So, with now only three days until my Moda Bake Shop debut and Sherbet Pips Layer Cake giveaway (oops, did I reveal what I'm giving away...), I need to distract myself again and what better way to do that than by telling you how to print your DQS (or other) label. And here is the label I have just added to my DQS.
Now, there are two ways of doing this. For my DQS which is unlikely to be washed and washed and washed, I printed the quick, easy, lazy way. For my sister's Penguin Books quilt, I printed the longer, slower way as the ink will have to withstand regular washing. That method is explained in this post.
Oooh I forgot to show you my quilt all quilted - thank you for the many and varied quilting suggestions. I have gone with a kind of melange (pretentious, moi?) of a few of the suggestions and stitched random parallel lines in black, grey, pink, aqua and deep red. It has given the quilt a lovely, heavy, leathery texture and I am now happy. And it's all about me.
For the quicker, easier printing on fabric method, iron a piece of fabric to a sheet of freezer paper so that the fabric overhangs the paper slightly all round. Trim the excess fabric to fit the sheet of freezer paper. Design a label on your computer, run the freezer paper with fabric attached through your printer (printing on a high quality setting will made the ink darker on the fabric) and VOILA, printed fabric. I "set" the printing by holding a hot iron on the dried ink for 5-10 seconds. Printed fabric using this method will withstand some washing but not as much as that using the Bubble Jet Set method described in the earlier post I linked to above. And here is the back of my quilt with the label flat and then lifted to show the printing.
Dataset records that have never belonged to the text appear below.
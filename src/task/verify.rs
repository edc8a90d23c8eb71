//! Heuristic outcome verification.
//!
//! The external decompiler gives no reliable machine-readable success signal:
//! it can exit cleanly without writing anything (malformed bytecode), or
//! write under an unexpected name (internal renaming of synthetic classes).
//! Success is therefore inferred from filesystem state: a snapshot of the
//! destination directory is taken before and after the invocation, and an
//! ordered cascade of match rules reconciles the two.
//!
//! The cascade deliberately prefers false positives over false negatives:
//! discarding genuinely produced output is worse than accepting ambiguous
//! output, because the destructive action (source deletion) only ever follows
//! a positive verdict, and a negative verdict leaves the source untouched.

use std::path::{Path, PathBuf};

use anyhow::{Context, Result};

/// File extension (without dot) of qualifying output files.
pub const OUTPUT_EXTENSION: &str = "java";

/// Strip a trailing `_<digits>` suffix from a class base name.
///
/// The decompiler renames certain synthetic and inner units by appending a
/// numeric disambiguator, so `TextBuilder_3.class` can come out as
/// `TextBuilder.java`. A name without such a suffix is returned unchanged,
/// which makes the operation idempotent.
pub fn strip_numeric_suffix(name: &str) -> &str {
    if let Some(idx) = name.rfind('_') {
        let suffix = &name[idx + 1..];
        if idx > 0 && !suffix.is_empty() && suffix.bytes().all(|b| b.is_ascii_digit()) {
            return &name[..idx];
        }
    }
    name
}

/// The names a produced source file may plausibly carry for one unit.
#[derive(Debug, Clone, PartialEq, Eq)]
pub struct NameCandidates {
    /// Base name of the unit, extension stripped.
    pub literal: String,
    /// Literal name with any numeric `_<digits>` suffix removed.
    pub normalized: String,
    /// Literal name with the inner-class separator flattened (`$` -> `_`).
    pub inner_flattened: String,
}

impl NameCandidates {
    pub fn from_base_name(base_name: &str) -> Self {
        let literal = strip_class_extension(base_name);
        Self {
            literal: literal.to_string(),
            normalized: strip_numeric_suffix(literal).to_string(),
            inner_flattened: literal.replace('$', "_"),
        }
    }

    pub fn for_source(source: &Path) -> Self {
        let base_name = source
            .file_name()
            .map(|n| n.to_string_lossy().into_owned())
            .unwrap_or_default();
        Self::from_base_name(&base_name)
    }

    /// Fixed candidate output file names, most specific first.
    fn output_file_names(&self) -> [String; 3] {
        [
            format!("{}.{}", self.literal, OUTPUT_EXTENSION),
            format!("{}.{}", self.normalized, OUTPUT_EXTENSION),
            format!("{}.{}", self.inner_flattened, OUTPUT_EXTENSION),
        ]
    }
}

/// Drop a trailing `.class` (any case) from a file name. The stem must stay
/// non-empty, and the cut has to land on a char boundary for names with
/// non-ASCII identifiers.
fn strip_class_extension(name: &str) -> &str {
    let n = name.len();
    let ext_len = ".class".len();
    if n > ext_len && name.is_char_boundary(n - ext_len) && name[n - ext_len..].eq_ignore_ascii_case(".class") {
        &name[..n - ext_len]
    } else {
        name
    }
}

/// One qualifying output file observed in the destination directory.
#[derive(Debug, Clone)]
pub struct SnapshotEntry {
    pub file_name: String,
    pub path: PathBuf,
    pub len: u64,
}

impl SnapshotEntry {
    fn stem(&self) -> &str {
        // file_name always carries the output extension; drop ".java".
        &self.file_name[..self.file_name.len() - OUTPUT_EXTENSION.len() - 1]
    }
}

/// Point-in-time listing of qualifying output files in one directory.
///
/// Ephemeral: captured immediately before and after a tool invocation,
/// compared, and discarded. Entries are sorted by file name so the "first
/// match" of the cascade is deterministic.
#[derive(Debug, Clone, Default)]
pub struct DirSnapshot {
    entries: Vec<SnapshotEntry>,
}

impl DirSnapshot {
    pub fn capture(dir: &Path) -> Result<Self> {
        let mut entries = Vec::new();
        let read_dir = std::fs::read_dir(dir)
            .with_context(|| format!("failed to list directory {}", dir.display()))?;
        for entry in read_dir {
            let entry = entry?;
            let file_name = entry.file_name().to_string_lossy().into_owned();
            if !is_output_file_name(&file_name) {
                continue;
            }
            let metadata = entry.metadata()?;
            if !metadata.is_file() {
                continue;
            }
            entries.push(SnapshotEntry {
                file_name,
                path: entry.path(),
                len: metadata.len(),
            });
        }
        entries.sort_by(|a, b| a.file_name.cmp(&b.file_name));
        Ok(Self { entries })
    }

    #[cfg(test)]
    pub fn from_entries(mut entries: Vec<SnapshotEntry>) -> Self {
        entries.sort_by(|a, b| a.file_name.cmp(&b.file_name));
        Self { entries }
    }

    pub fn file_count(&self) -> usize {
        self.entries.len()
    }

    fn find(&self, file_name: &str) -> Option<&SnapshotEntry> {
        self.entries.iter().find(|e| e.file_name == file_name)
    }
}

fn is_output_file_name(name: &str) -> bool {
    let lower = name.to_lowercase();
    lower.len() > OUTPUT_EXTENSION.len() + 1 && lower.ends_with(&format!(".{OUTPUT_EXTENSION}"))
}

/// Outcome of the reconciliation cascade.
#[derive(Debug, Clone, PartialEq, Eq)]
pub enum Verdict {
    /// A concrete artifact was attributed to the unit.
    Matched(PathBuf),
    /// No name matched, but new qualifying output appeared; treated as
    /// success because the tool's naming for edge cases (non-ASCII
    /// identifiers, heavy renaming) is not fully predictable.
    AssumedNewOutput,
    /// Nothing attributable appeared.
    NoOutput,
}

impl Verdict {
    pub fn is_success(&self) -> bool {
        !matches!(self, Verdict::NoOutput)
    }
}

/// The ordered cascade, pure over the two snapshots and the candidate set.
/// Stops at the first rule that succeeds:
///
/// 1. output count increased and some file's stem equals, is prefixed by, or
///    contains the normalized name;
/// 2. a fixed candidate file name exists and is non-empty;
/// 3. output count increased at all (assume success on any new output);
/// 4. otherwise, no output.
pub fn resolve_output(
    before: &DirSnapshot,
    after: &DirSnapshot,
    names: &NameCandidates,
) -> Verdict {
    let grew = after.file_count() > before.file_count();

    if grew {
        let matched = after.entries.iter().find(|entry| {
            let stem = entry.stem();
            stem == names.normalized
                || stem.starts_with(&names.normalized)
                || stem.contains(&names.normalized)
        });
        if let Some(entry) = matched {
            return Verdict::Matched(entry.path.clone());
        }
    }

    for candidate in names.output_file_names() {
        if let Some(entry) = after.find(&candidate) {
            if entry.len > 0 {
                return Verdict::Matched(entry.path.clone());
            }
        }
    }

    if grew {
        return Verdict::AssumedNewOutput;
    }

    Verdict::NoOutput
}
For those of you who followed the ladies parts fiasco saga (blog post here, flickr conversation, which is very funny if you have a moment to read it, here, I am afraid the ladies parts stayed on the cutting room floor, I was going to use them for the label but they were screaming "ladies parts" at me and I wasn't sure that was the legacy I wanted for this quilt. Bye bye Regina Phalange.